▸ Material provided:
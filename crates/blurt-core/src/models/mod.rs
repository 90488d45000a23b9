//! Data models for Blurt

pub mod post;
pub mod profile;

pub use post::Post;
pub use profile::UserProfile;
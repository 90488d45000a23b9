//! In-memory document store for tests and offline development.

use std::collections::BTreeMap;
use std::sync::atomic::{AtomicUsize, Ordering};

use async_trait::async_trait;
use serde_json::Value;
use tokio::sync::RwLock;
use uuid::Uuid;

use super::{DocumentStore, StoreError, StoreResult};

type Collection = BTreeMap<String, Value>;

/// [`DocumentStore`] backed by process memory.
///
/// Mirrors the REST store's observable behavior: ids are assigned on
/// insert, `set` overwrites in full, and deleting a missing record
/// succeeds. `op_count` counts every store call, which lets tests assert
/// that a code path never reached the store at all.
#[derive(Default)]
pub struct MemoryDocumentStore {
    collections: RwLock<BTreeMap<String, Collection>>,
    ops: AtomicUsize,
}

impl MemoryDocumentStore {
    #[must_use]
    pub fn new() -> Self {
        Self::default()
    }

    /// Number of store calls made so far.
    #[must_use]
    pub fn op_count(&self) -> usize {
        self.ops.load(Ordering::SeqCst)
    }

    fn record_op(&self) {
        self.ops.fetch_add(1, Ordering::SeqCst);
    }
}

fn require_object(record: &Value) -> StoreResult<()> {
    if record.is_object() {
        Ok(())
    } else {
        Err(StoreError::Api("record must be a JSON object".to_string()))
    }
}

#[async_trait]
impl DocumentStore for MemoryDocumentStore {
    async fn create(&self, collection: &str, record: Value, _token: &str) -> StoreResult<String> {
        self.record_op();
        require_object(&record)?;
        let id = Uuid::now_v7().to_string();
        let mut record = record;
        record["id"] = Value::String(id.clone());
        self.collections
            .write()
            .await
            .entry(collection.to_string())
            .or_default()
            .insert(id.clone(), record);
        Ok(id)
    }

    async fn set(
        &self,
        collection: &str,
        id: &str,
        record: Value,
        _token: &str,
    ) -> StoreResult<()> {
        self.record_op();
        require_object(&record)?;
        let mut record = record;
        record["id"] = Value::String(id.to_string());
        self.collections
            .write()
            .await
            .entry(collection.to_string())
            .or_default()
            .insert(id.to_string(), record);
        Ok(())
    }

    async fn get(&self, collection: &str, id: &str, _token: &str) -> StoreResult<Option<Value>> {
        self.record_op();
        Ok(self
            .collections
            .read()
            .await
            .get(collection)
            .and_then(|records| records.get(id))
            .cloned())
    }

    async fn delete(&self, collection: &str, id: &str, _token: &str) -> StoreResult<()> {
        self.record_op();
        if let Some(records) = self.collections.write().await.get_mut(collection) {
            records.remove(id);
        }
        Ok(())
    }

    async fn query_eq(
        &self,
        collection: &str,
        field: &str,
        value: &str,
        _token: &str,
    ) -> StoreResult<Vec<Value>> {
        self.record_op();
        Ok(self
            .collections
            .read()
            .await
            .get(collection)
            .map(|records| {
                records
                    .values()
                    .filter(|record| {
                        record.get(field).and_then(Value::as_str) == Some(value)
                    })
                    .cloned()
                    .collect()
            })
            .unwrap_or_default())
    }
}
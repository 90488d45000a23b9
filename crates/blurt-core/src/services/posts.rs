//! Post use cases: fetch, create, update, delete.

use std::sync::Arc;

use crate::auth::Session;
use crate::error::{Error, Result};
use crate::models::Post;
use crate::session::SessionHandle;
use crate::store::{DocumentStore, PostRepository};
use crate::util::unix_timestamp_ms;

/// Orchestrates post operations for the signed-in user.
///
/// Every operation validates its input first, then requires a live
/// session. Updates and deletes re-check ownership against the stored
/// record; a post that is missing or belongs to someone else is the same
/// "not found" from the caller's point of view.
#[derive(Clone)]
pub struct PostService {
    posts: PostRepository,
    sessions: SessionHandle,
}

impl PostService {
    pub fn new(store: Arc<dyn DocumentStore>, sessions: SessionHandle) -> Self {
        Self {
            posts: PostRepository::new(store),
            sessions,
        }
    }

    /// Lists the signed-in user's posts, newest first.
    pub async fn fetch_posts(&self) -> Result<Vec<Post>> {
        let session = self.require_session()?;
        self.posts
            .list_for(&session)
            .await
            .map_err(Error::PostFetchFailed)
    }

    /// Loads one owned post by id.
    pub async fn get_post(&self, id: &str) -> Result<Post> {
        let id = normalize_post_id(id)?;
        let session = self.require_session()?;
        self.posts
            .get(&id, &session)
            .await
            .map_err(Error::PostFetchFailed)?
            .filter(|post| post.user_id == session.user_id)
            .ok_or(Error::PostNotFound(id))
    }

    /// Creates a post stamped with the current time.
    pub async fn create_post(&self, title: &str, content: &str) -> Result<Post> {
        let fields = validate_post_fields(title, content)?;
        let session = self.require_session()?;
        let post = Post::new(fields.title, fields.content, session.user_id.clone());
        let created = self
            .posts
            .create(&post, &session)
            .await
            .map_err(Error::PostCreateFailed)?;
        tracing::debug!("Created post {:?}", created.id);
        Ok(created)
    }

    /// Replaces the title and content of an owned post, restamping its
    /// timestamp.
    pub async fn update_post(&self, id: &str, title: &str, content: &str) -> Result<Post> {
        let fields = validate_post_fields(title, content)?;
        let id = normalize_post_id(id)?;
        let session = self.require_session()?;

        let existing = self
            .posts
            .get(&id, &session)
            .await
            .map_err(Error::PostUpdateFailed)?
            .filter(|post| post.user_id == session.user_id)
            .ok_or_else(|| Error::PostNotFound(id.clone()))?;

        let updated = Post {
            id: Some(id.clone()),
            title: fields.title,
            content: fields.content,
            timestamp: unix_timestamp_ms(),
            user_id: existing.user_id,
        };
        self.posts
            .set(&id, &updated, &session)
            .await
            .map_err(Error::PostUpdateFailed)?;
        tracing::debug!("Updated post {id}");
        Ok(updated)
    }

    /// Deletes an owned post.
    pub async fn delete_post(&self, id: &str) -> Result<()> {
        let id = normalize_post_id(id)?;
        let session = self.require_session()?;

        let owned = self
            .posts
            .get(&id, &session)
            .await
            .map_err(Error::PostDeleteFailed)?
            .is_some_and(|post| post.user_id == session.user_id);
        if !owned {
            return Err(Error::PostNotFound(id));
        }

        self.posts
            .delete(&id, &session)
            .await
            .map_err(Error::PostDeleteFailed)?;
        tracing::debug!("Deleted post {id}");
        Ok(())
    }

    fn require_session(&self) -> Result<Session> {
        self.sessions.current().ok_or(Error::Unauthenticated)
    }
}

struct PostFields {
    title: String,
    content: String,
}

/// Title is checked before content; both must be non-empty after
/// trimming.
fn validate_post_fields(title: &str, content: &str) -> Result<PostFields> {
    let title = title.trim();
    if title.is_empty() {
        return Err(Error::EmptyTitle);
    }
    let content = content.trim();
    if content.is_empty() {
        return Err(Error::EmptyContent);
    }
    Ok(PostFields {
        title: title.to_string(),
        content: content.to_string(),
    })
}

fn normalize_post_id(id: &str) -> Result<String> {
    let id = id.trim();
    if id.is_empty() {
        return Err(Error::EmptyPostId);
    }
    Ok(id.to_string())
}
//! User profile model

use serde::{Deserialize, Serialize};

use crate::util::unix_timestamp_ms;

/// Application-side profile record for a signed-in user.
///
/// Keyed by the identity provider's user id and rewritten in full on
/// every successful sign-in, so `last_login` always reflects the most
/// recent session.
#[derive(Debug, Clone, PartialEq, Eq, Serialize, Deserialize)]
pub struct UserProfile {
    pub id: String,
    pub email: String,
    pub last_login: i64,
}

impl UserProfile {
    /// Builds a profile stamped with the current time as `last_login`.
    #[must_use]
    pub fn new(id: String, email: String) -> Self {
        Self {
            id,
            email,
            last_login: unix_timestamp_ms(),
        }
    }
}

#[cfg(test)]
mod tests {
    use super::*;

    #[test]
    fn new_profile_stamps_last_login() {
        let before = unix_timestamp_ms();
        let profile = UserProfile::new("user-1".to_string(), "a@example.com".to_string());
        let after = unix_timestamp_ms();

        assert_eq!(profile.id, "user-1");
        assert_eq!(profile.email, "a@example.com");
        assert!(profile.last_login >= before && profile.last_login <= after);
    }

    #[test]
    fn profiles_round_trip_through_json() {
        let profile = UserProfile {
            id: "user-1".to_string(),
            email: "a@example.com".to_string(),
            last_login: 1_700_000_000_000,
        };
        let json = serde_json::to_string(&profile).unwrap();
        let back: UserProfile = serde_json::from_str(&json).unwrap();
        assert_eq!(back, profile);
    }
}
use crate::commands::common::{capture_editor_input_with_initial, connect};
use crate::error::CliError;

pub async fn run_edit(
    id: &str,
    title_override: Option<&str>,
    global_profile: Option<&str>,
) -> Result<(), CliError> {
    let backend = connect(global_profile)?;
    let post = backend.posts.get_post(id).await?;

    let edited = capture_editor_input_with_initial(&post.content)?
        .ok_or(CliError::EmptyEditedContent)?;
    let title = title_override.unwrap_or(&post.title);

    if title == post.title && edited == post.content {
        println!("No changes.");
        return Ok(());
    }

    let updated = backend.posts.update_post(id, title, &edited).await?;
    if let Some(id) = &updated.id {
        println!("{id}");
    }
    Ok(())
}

▸ Work item:
Search the listing for the word "RwLock". Copy every line in which it occurs.

▸ Output of the exercise:
use tokio::sync::RwLock;
    collections: RwLock<BTreeMap<String, Collection>>,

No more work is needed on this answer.